Ehe für Alle & Alles: Demnächst auch Vielehe und Tierehe möglich?

Guten Morgen liebe Hessen,

Die Synode der Evangelisch-lutherischen Landeskirche Hannovers hat die kirchliche Trauung für homosexuelle Partnerschaften eingeführt. Bereits seit 2014 gab es die Möglichkeit einer Segnung gleichgeschlechtlicher Lebensgemeinschaften, jedoch keine kirchliche Trauung.

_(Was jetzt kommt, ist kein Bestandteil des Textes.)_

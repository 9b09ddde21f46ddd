//! Holdout evaluation
//!
//! Scores the fitted forest on the holdout partition: hard predictions feed
//! the classification report and the confusion matrix, class-1
//! probabilities feed the ROC AUC.

pub mod metrics;

pub use metrics::{accuracy, roc_auc_score, ClassMetrics, ClassificationReport, ConfusionMatrix};

use crate::error::{FraudError, Result};
use crate::training::RandomForest;
use ndarray::{Array1, Array2};
use serde::{Deserialize, Serialize};
use tracing::{info, warn};

/// Labels reported for the binary fraud task: legitimate, fraud
pub const BINARY_LABELS: [i64; 2] = [0, 1];

/// Everything computed from one holdout pass
#[derive(Debug, Clone, Serialize, Deserialize)]
pub struct Evaluation {
    /// Hard label per holdout row
    pub predictions: Array1<i64>,
    /// Probability of fraud per holdout row
    pub fraud_proba: Array1<f64>,
    pub report: ClassificationReport,
    /// ROC AUC; `None` when the holdout holds a single class
    pub auc_roc: Option<f64>,
    pub confusion: ConfusionMatrix,
}

/// Evaluate a fitted model on holdout rows
pub fn evaluate(model: &RandomForest, x_test: &Array2<f64>, y_test: &Array1<i64>) -> Result<Evaluation> {
    let predictions = model.predict(x_test)?;
    let fraud_proba = model.predict_class_proba(x_test, 1)?;

    let report = ClassificationReport::compute(y_test, &predictions, &BINARY_LABELS)?;
    let confusion = ConfusionMatrix::compute(y_test, &predictions, &BINARY_LABELS)?;

    let auc_roc = match roc_auc_score(y_test, &fraud_proba) {
        Ok(auc) => Some(auc),
        Err(FraudError::DegenerateClasses(reason)) => {
            warn!(%reason, rows = y_test.len(), "AUC-ROC undefined for this holdout");
            None
        }
        Err(e) => return Err(e),
    };

    info!(
        accuracy = report.accuracy,
        auc_roc = ?auc_roc,
        tp = confusion.tp(),
        fp = confusion.fp(),
        fn_ = confusion.fn_(),
        tn = confusion.tn(),
        "Evaluated holdout"
    );

    Ok(Evaluation {
        predictions,
        fraud_proba,
        report,
        auc_roc,
        confusion,
    })
}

Nachdem der Bundestag 2017 die „Ehe für alle“ beschlossen hatte, war man in der Kirche offensichtlich der Auffassung, nachziehen zu müssen. Dabei war bereits die Einführung der gleichgeschlechtlichen Ehe rechtlich äußerst fragwürdig und kaum Grundgesetz-konform – jedenfalls nicht, wenn man die Entstehungsgeschichte des Gesetzes betrachtet. Die Befürworter der „Homo-Ehe“ argumentierten seinerzeit, dass der Begriff „Ehe“ im Grundgesetz nicht näher definiert sei und man daher darunter auch eine gleichgeschlechtliche Beziehung verstehen könne. Es ist jedoch kaum anzunehmen, dass einer der Väter (oder Mütter) des Grundgesetzes auch nur entfernt daran dachte, dass man unter Ehe etwas anderes verstehen kann als eine Beziehung zweier Menschen verschiedenen Geschlechts – so wie seit tausenden von Jahren. Insoweit dachte selbstverständlich niemand daran, den Begriff näher zu erläutern – genauso wenig wie die Begriffe „Mensch“, „Mann“ oder „Frau“.

Nachdem der Gesetzgeber aber nunmehr den – bislang klar definierten – Begriff der Ehe zur freien Disposition stellte, ist es nur noch eine Frage der Zeit, bis jemand feststellt, dass nirgendwo steht, dass eine Ehe aus zwei Menschen bestehen müsse. Vielmehr sei die Anzahl der an einer Ehe beteiligten Personen im Grundgesetz nicht festgelegt und daher frei wählbar. Damit wäre der Weg offen für die islamische Vielehe – bestehend aus einem (älteren) Mann und bis zu vier (jüngeren) Frauen – aber auch für jede Kombination aus einer beliebigen Anzahl von Personen beliebigen Geschlechts. Eine Ehe könnte dann auch aus drei Männern und acht Frauen oder 17 Frauen und 365 Männern bestehen. Und für alle diese Personen müssten dann auch die Privilegien der Ehe gelten – angefangen vom Ehegattensplitting über das Aussageverweigerungsrecht bis zum Erbrecht und zum Versorgungsaugleich.

Der nächste – und logische – Schritt wäre dann die Frage, warum nur natürliche Personen Ehepartner sein können. Warum keine Tiere oder Gegenstände. Dann würde der Begriff „Ehe für alle“ (und alles) tatsächlich stimmen.

Aber es gibt eine Partei, der immer vorgeworfen wird, rückwärtsgewandt zu sein und sich die fünfziger und sechziger Jahre zurückzuwünschen. In den fünfziger und sechziger Jahren war tatsächlich vieles schlechter als heute – aber eben nicht alles. Und vor allem nicht die Definition des Begriffs „Ehe“. Gut, dass Konrad Adenauer und Martin Niemöller die Entwicklung nicht mehr miterleben mussten, die ihre Nachfolger in Gang gesetzt haben.